Após 13 horas, corpo de suspeito de explosão perto do STF é removido

Na manhã desta quinta-feira, policiais continuam na praça e no estacionamento de um dos anexos da Câmara dos Deputados fazendo varredura


  • 14/11/2024, 10h34, Foto: Cristiano Mariz/Infoglobo.

O corpo do suspeito de explodir bombas na Praça dos Três Poderes, em Brasília, foi retirado do local cerca de 13 horas após o ocorrido. Na manhã desta quinta-feira, policiais seguem nas proximidades do Supremo Tribunal Federal (STF) e no estacionamento de um dos anexos da Câmara dos Deputados fazendo varredura. Todos os acessos à região estão fechados.

Francisco Wanderley Luiz, de 59 anos, morreu nesta quarta-feira após detonar artefatos explosivos em frente ao STF, na Praça dos Três Poderes. Minutos antes, ele acionou bombas que estavam em seu veículo, nas imediações da Câmara dos Deputados. A Polícia Federal (PF) abriu inquérito para investigar o caso.
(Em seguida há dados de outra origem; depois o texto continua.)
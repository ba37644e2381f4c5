//! Scheduled academic calendar sync.

use std::sync::Arc;

use async_trait::async_trait;
use chrono::Utc;
use serde_json::Value;
use tracing::warn;

use clinic_core::AppError;
use clinic_entity::job::{Job, JobPayload};
use clinic_service::calendar::{CalendarSyncService, SyncReportLog, current_academic_start};

use crate::executor::{JobExecutionError, JobHandler, decode_payload};

/// Handles `calendar_sync` jobs.
#[derive(Debug)]
pub struct CalendarSyncHandler {
    sync: Arc<CalendarSyncService>,
    reports: Arc<SyncReportLog>,
}

/// Year a `calendar_sync` job targets, defaulting to the current academic year.
fn target_year(job: &Job) -> Result<i32, JobExecutionError> {
    match decode_payload(job)? {
        JobPayload::CalendarSync { year } => {
            Ok(year.unwrap_or_else(|| current_academic_start(Utc::now().date_naive())))
        }
        other => Err(JobExecutionError::Permanent(format!(
            "Job {} carries a {} payload",
            job.id,
            other.job_type()
        ))),
    }
}

impl CalendarSyncHandler {
    pub fn new(sync: Arc<CalendarSyncService>, reports: Arc<SyncReportLog>) -> Self {
        Self { sync, reports }
    }
}

#[async_trait]
impl JobHandler for CalendarSyncHandler {
    fn job_type(&self) -> &str {
        "calendar_sync"
    }

    async fn execute(&self, job: &Job) -> Result<Option<Value>, JobExecutionError> {
        let year = target_year(job)?;

        let report = self.sync.sync(year).await;
        let value = serde_json::to_value(&report).map_err(AppError::from)?;
        if let Err(e) = self.reports.record(&report).await {
            warn!(year, error = %e, "Failed to record calendar sync report");
        }

        Ok(Some(value))
    }
}

#[cfg(test)]
mod tests {
    use super::*;
    use crate::executor::tests::job;

    #[test]
    fn test_target_year() {
        let explicit = job(&JobPayload::CalendarSync { year: Some(2027) });
        assert_eq!(target_year(&explicit).unwrap(), 2027);

        let current = job(&JobPayload::CalendarSync { year: None });
        assert_eq!(
            target_year(&current).unwrap(),
            current_academic_start(Utc::now().date_naive())
        );

        let wrong = job(&JobPayload::NotificationCleanup);
        assert!(matches!(
            target_year(&wrong),
            Err(JobExecutionError::Permanent(_))
        ));
    }
}
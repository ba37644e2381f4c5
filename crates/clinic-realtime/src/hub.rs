//! Per-connection subscriptions over the shared pub/sub.

use std::sync::Arc;

use tokio::sync::broadcast::error::RecvError;
use tokio::sync::mpsc;
use tokio::task::JoinHandle;
use tracing::warn;
use uuid::Uuid;

use clinic_entity::user::UserRole;

use crate::bridge::EventBridge;
use crate::channel::ChannelType;
use crate::message::OutboundMessage;
use crate::pubsub::MemoryPubSub;

const CHANNEL_BUFFER: usize = 256;

/// Entry point for the WebSocket layer.
#[derive(Debug, Clone)]
pub struct RealtimeHub {
    pubsub: Arc<MemoryPubSub>,
}

impl Default for RealtimeHub {
    fn default() -> Self {
        Self::new(CHANNEL_BUFFER)
    }
}

impl RealtimeHub {
    pub fn new(buffer_size: usize) -> Self {
        Self {
            pubsub: Arc::new(MemoryPubSub::new(buffer_size)),
        }
    }

    /// Publisher to hand to the service layer.
    pub fn publisher(&self) -> EventBridge {
        EventBridge::new(self.pubsub.clone())
    }

    /// Subscribe a connection to its user and role channels.
    pub async fn connect(&self, user_id: Uuid, role: UserRole) -> Subscription {
        let (tx, rx) = mpsc::channel(CHANNEL_BUFFER);
        let channels = ChannelType::defaults_for(user_id, role);
        let mut forwarders = Vec::with_capacity(channels.len());

        for channel in &channels {
            let name = channel.to_channel_string();
            let mut source = self.pubsub.subscribe(&name).await;
            let tx = tx.clone();
            forwarders.push(tokio::spawn(async move {
                loop {
                    match source.recv().await {
                        Ok(msg) => {
                            if tx.send(msg).await.is_err() {
                                break;
                            }
                        }
                        Err(RecvError::Lagged(skipped)) => {
                            warn!(channel = %name, skipped, "Realtime subscriber lagged");
                        }
                        Err(RecvError::Closed) => break,
                    }
                }
            }));
        }

        Subscription {
            channels: channels.iter().map(ChannelType::to_channel_string).collect(),
            rx,
            forwarders,
        }
    }

    /// Drop channels nobody listens on anymore.
    pub async fn prune(&self) -> usize {
        self.pubsub.prune().await
    }
}

/// Merged message stream for one connection. Dropping it unsubscribes.
#[derive(Debug)]
pub struct Subscription {
    /// Channel names this connection listens on.
    pub channels: Vec<String>,
    rx: mpsc::Receiver<OutboundMessage>,
    forwarders: Vec<JoinHandle<()>>,
}

impl Subscription {
    /// Next message for this connection.
    pub async fn recv(&mut self) -> Option<OutboundMessage> {
        self.rx.recv().await
    }
}

impl Drop for Subscription {
    fn drop(&mut self) {
        for task in &self.forwarders {
            task.abort();
        }
    }
}

#[cfg(test)]
mod tests {
    use clinic_core::events::{AppointmentEvent, DomainEvent, EventPayload};
    use clinic_core::traits::EventPublisher;

    use super::*;

    #[tokio::test]
    async fn test_staff_connection_sees_new_requests() {
        let hub = RealtimeHub::default();
        let staff_id = Uuid::new_v4();
        let mut sub = hub.connect(staff_id, UserRole::ClinicalStaff).await;
        assert_eq!(
            sub.channels,
            vec![format!("user:{staff_id}"), "role:clinical_staff".to_string()]
        );

        let patient = Uuid::new_v4();
        hub.publisher()
            .publish(DomainEvent::new(
                Some(patient),
                EventPayload::Appointment(AppointmentEvent::Created {
                    appointment_id: Uuid::new_v4(),
                    patient_id: patient,
                }),
            ))
            .await;

        match sub.recv().await.unwrap() {
            OutboundMessage::AppointmentCreated { patient_id, .. } => assert_eq!(patient_id, patient),
            other => panic!("unexpected message: {other:?}"),
        }
    }

    #[tokio::test]
    async fn test_dropping_subscription_releases_channels() {
        let hub = RealtimeHub::default();
        let sub = hub.connect(Uuid::new_v4(), UserRole::Student).await;
        drop(sub);
        for _ in 0..10 {
            tokio::task::yield_now().await;
        }
        assert_eq!(hub.prune().await, 2);
    }
}
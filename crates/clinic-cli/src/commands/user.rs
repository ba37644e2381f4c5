//! User management commands.

use std::sync::Arc;
use std::time::Duration;

use clap::{Args, Subcommand};
use dialoguer::{Input, Password, Select};
use serde::Serialize;
use tabled::Tabled;
use uuid::Uuid;

use clinic_auth::password::{PasswordHasher, PasswordValidator};
use clinic_cache::CacheManager;
use clinic_core::config::AppConfig;
use clinic_core::error::AppError;
use clinic_core::types::pagination::PageRequest;
use clinic_database::repositories::UserRepository;
use clinic_entity::user::{User, UserRole};
use clinic_service::RequestContext;
use clinic_service::user::AccountStatuses;
use clinic_service::user::admin::{AdminUserService, CreateStaffRequest};

use crate::output::{self, OutputFormat};

const ROLES: [UserRole; 6] = [
    UserRole::Student,
    UserRole::AcademicStaff,
    UserRole::Doctor,
    UserRole::ClinicalStaff,
    UserRole::Admin,
    UserRole::Superadmin,
];

/// Arguments for user commands
#[derive(Debug, Args)]
pub struct UserArgs {
    #[command(subcommand)]
    pub command: UserCommand,
}

/// User subcommands
#[derive(Debug, Subcommand)]
pub enum UserCommand {
    /// Create an account; missing values are prompted for
    Create {
        #[arg(long)]
        email: Option<String>,
        #[arg(long)]
        full_name: Option<String>,
        /// One of student, academic_staff, doctor, clinical_staff, admin, superadmin
        #[arg(long)]
        role: Option<String>,
        #[arg(long)]
        department: Option<String>,
    },
    /// List accounts
    List {
        /// Filter by role
        #[arg(short, long)]
        role: Option<String>,
        #[arg(long, default_value_t = 1)]
        page: u64,
        #[arg(long, default_value_t = 50)]
        per_page: u64,
    },
}

#[derive(Debug, Serialize, Tabled)]
struct UserRow {
    id: String,
    email: String,
    full_name: String,
    role: String,
    status: String,
    verified: bool,
    created_at: String,
}

impl From<&User> for UserRow {
    fn from(u: &User) -> Self {
        Self {
            id: u.id.to_string(),
            email: u.email.clone(),
            full_name: u.full_name.clone(),
            role: u.role.to_string(),
            status: u.status.to_string(),
            verified: u.email_verified,
            created_at: u.created_at.format("%Y-%m-%d %H:%M").to_string(),
        }
    }
}

fn prompt_error(e: dialoguer::Error) -> AppError {
    AppError::internal(format!("Input error: {e}"))
}

/// Execute user commands
pub async fn execute(
    args: &UserArgs,
    config: &AppConfig,
    format: OutputFormat,
) -> Result<(), AppError> {
    let pool = super::create_db_pool(config).await?;
    let user_repo = Arc::new(UserRepository::new(pool));
    // A running server picks up status changes once its own cached entry expires
    let statuses = AccountStatuses::new(
        CacheManager::new(&config.cache),
        Duration::from_secs(config.cache.account_status_ttl_seconds),
    );
    let service = AdminUserService::new(
        Arc::clone(&user_repo),
        Arc::new(PasswordHasher::new()),
        Arc::new(PasswordValidator::new(&config.auth)),
        statuses,
    );

    match &args.command {
        UserCommand::Create {
            email,
            full_name,
            role,
            department,
        } => {
            let email = match email {
                Some(e) => e.clone(),
                None => Input::<String>::new()
                    .with_prompt("Email")
                    .interact_text()
                    .map_err(prompt_error)?,
            };
            let full_name = match full_name {
                Some(n) => n.clone(),
                None => Input::<String>::new()
                    .with_prompt("Full name")
                    .interact_text()
                    .map_err(prompt_error)?,
            };
            let role = match role {
                Some(r) => r.parse::<UserRole>()?,
                None => {
                    let labels: Vec<&str> = ROLES.iter().map(|r| r.as_str()).collect();
                    let idx = Select::new()
                        .with_prompt("Role")
                        .items(&labels)
                        .default(0)
                        .interact()
                        .map_err(prompt_error)?;
                    ROLES[idx]
                }
            };
            let password = Password::new()
                .with_prompt("Password")
                .with_confirmation("Confirm password", "Passwords do not match")
                .interact()
                .map_err(prompt_error)?;

            // The CLI acts with full authority, so every role may be created.
            let operator = RequestContext::new(Uuid::nil(), UserRole::Superadmin, "cli".to_string());
            let user = service
                .create_user(
                    &operator,
                    CreateStaffRequest {
                        email,
                        password,
                        full_name,
                        institution_number: None,
                        phone: None,
                        department: department.clone(),
                        role,
                    },
                )
                .await?;

            output::print_success(&format!("Created {} account {}", user.role, user.email));
            output::print_kv("ID", &user.id.to_string());
        }
        UserCommand::List {
            role,
            page,
            per_page,
        } => {
            let role = role.as_deref().map(str::parse::<UserRole>).transpose()?;
            let result = service
                .list_users(role, PageRequest::new(*page, *per_page))
                .await?;
            let rows: Vec<UserRow> = result.items.iter().map(UserRow::from).collect();
            output::print_list(&rows, format);
            if format == OutputFormat::Table {
                println!(
                    "Page {} of {} ({} users)",
                    result.page, result.total_pages, result.total_items
                );
            }
        }
    }

    Ok(())
}
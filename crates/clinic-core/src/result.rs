//! Convenience result type alias.

use crate::error::AppError;

/// A specialized `Result` type for clinic operations.
///
/// Every crate returns this instead of spelling out `Result<T, AppError>`.
pub type AppResult<T> = Result<T, AppError>;
//! Settings repository implementation.

use sqlx::PgPool;
use uuid::Uuid;

use clinic_core::error::{AppError, ErrorKind};
use clinic_core::result::AppResult;
use clinic_entity::setting::Setting;

/// Repository for runtime settings.
#[derive(Debug, Clone)]
pub struct SettingRepository {
    pool: PgPool,
}

impl SettingRepository {
    /// Create a new settings repository.
    pub fn new(pool: PgPool) -> Self {
        Self { pool }
    }

    /// Find a setting by key.
    pub async fn find(&self, key: &str) -> AppResult<Option<Setting>> {
        sqlx::query_as::<_, Setting>("SELECT * FROM settings WHERE key = $1")
            .bind(key)
            .fetch_optional(&self.pool)
            .await
            .map_err(|e| AppError::with_source(ErrorKind::Database, "Failed to read setting", e))
    }

    /// All settings ordered by key.
    pub async fn find_all(&self) -> AppResult<Vec<Setting>> {
        sqlx::query_as::<_, Setting>("SELECT * FROM settings ORDER BY key")
            .fetch_all(&self.pool)
            .await
            .map_err(|e| AppError::with_source(ErrorKind::Database, "Failed to list settings", e))
    }

    /// Insert or replace a setting value.
    pub async fn upsert(
        &self,
        key: &str,
        value: &serde_json::Value,
        updated_by: Uuid,
    ) -> AppResult<Setting> {
        sqlx::query_as::<_, Setting>(
            "INSERT INTO settings (key, value, updated_by) VALUES ($1, $2, $3) \
             ON CONFLICT (key) DO UPDATE SET value = EXCLUDED.value, \
             updated_by = EXCLUDED.updated_by, updated_at = NOW() RETURNING *",
        )
        .bind(key)
        .bind(value)
        .bind(updated_by)
        .fetch_one(&self.pool)
        .await
        .map_err(|e| AppError::with_source(ErrorKind::Database, "Failed to write setting", e))
    }
}
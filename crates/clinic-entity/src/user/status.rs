//! Whether an account may sign in.

use std::fmt;

use serde::{Deserialize, Serialize};

/// Admins deactivate accounts instead of deleting them, so appointment and
/// medical record history keeps pointing at a real user.
#[derive(Debug, Clone, Copy, Default, PartialEq, Eq, Hash, Serialize, Deserialize, sqlx::Type)]
#[sqlx(type_name = "user_status", rename_all = "lowercase")]
#[serde(rename_all = "lowercase")]
pub enum UserStatus {
    #[default]
    Active,
    /// Cannot sign in, and existing tokens fail on refresh.
    Inactive,
}

impl UserStatus {
    pub fn is_active(self) -> bool {
        self == Self::Active
    }
}

impl fmt::Display for UserStatus {
    fn fmt(&self, f: &mut fmt::Formatter<'_>) -> fmt::Result {
        f.write_str(match self {
            Self::Active => "active",
            Self::Inactive => "inactive",
        })
    }
}

#[cfg(test)]
mod tests {
    use super::*;

    #[test]
    fn test_wire_names() {
        let parsed: UserStatus = serde_json::from_str(r#""inactive""#).unwrap();
        assert_eq!(parsed, UserStatus::Inactive);
        assert!(!parsed.is_active());
        assert!(serde_json::from_str::<UserStatus>(r#""locked""#).is_err());
        assert_eq!(UserStatus::default().to_string(), "active");
    }
}
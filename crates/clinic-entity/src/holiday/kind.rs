//! Academic holiday type enumeration.

use serde::{Deserialize, Serialize};
use std::fmt;
use std::str::FromStr;

/// Classification of a calendar entry.
#[derive(Debug, Clone, Copy, PartialEq, Eq, Hash, Serialize, Deserialize, sqlx::Type)]
#[sqlx(type_name = "holiday_type", rename_all = "snake_case")]
#[serde(rename_all = "snake_case")]
pub enum HolidayKind {
    /// Official public holiday.
    NationalHoliday,
    /// Religious festival (dates move every year).
    ReligiousHoliday,
    /// Break between semesters.
    SemesterBreak,
    /// Midterm or final examination period.
    ExamPeriod,
    /// Course registration window.
    Registration,
    /// Anything else found in a calendar.
    Other,
}

impl HolidayKind {
    /// Whether entries of this kind close the clinic for booking by default.
    pub fn blocks_appointments_by_default(&self) -> bool {
        matches!(self, Self::NationalHoliday | Self::ReligiousHoliday)
    }

    /// Return the kind as a snake_case string.
    pub fn as_str(&self) -> &'static str {
        match self {
            Self::NationalHoliday => "national_holiday",
            Self::ReligiousHoliday => "religious_holiday",
            Self::SemesterBreak => "semester_break",
            Self::ExamPeriod => "exam_period",
            Self::Registration => "registration",
            Self::Other => "other",
        }
    }
}

impl fmt::Display for HolidayKind {
    fn fmt(&self, f: &mut fmt::Formatter<'_>) -> fmt::Result {
        write!(f, "{}", self.as_str())
    }
}

impl FromStr for HolidayKind {
    type Err = clinic_core::AppError;

    fn from_str(s: &str) -> Result<Self, Self::Err> {
        match s.to_lowercase().as_str() {
            "national_holiday" => Ok(Self::NationalHoliday),
            "religious_holiday" => Ok(Self::ReligiousHoliday),
            "semester_break" => Ok(Self::SemesterBreak),
            "exam_period" => Ok(Self::ExamPeriod),
            "registration" => Ok(Self::Registration),
            "other" => Ok(Self::Other),
            _ => Err(clinic_core::AppError::invalid_field(
                "type",
                format!("Invalid holiday type: '{s}'"),
            )),
        }
    }
}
Segundo a Polícia Militar, houve um “autoextermínio com explosivo”. (Leia mais abaixo)

Porta-voz da Polícia Militar do DF, o major Raphael Brooke afirmou que o esquadrão antibomba ainda está fazendo varredura no estacionamento de um dos anexos da Câmara, onde está o carro de Francisco. O homem estava alugando um trailer no local, segundo informações da polícia e de testemunhas.

— Nós priorizamos a Praça dos Três Poderes, onde se encontrava o corpo e precisava realizar a liberação da área para que a perícia pudesse se aproximar. Porque a perícia não podedia se aproximar com possibilidade de artefatos — explicou.

Em depoimento à Polícia Civil, um vigilante do STF relatou ter presenciado o momento em que o homem explode as bombas no local. Nataniel Camelo afirma que Wanderley se aproximou e ficou parado em frente na estátua da Justiça.

"O indivíduo trazia consigo uma mochila e estava em atitude suspeita em frente à estátua, colocou a mochila no chão, tirou um extintor, tirou uma blusa de dentro da mochila e a lançou contra a estátua. O indivíduo retirou da mochila alguns artefatos e com a aproximação dos seguranças do STF, o indivíduo abriu a camisa os advertiu para não se aproximarem", diz trecho do Boletim de Ocorrência.

Ainda segundo o depoimento, o vigilante visualizou um objeto semelhante a um relógio digital, que o segurança acreditou tratar-se de uma bomba. O segurança relatou que estava sozinho quando o homem se aproximou. As explosões na Câmara e no STF ocorreram em momentos bem próximos. (Leia mais abaixo)

"O indivíduo deitou no chão, acendeu o último artefato, colocou na cabeça com um travesseiro e aguardou a explosão", afirma o BO.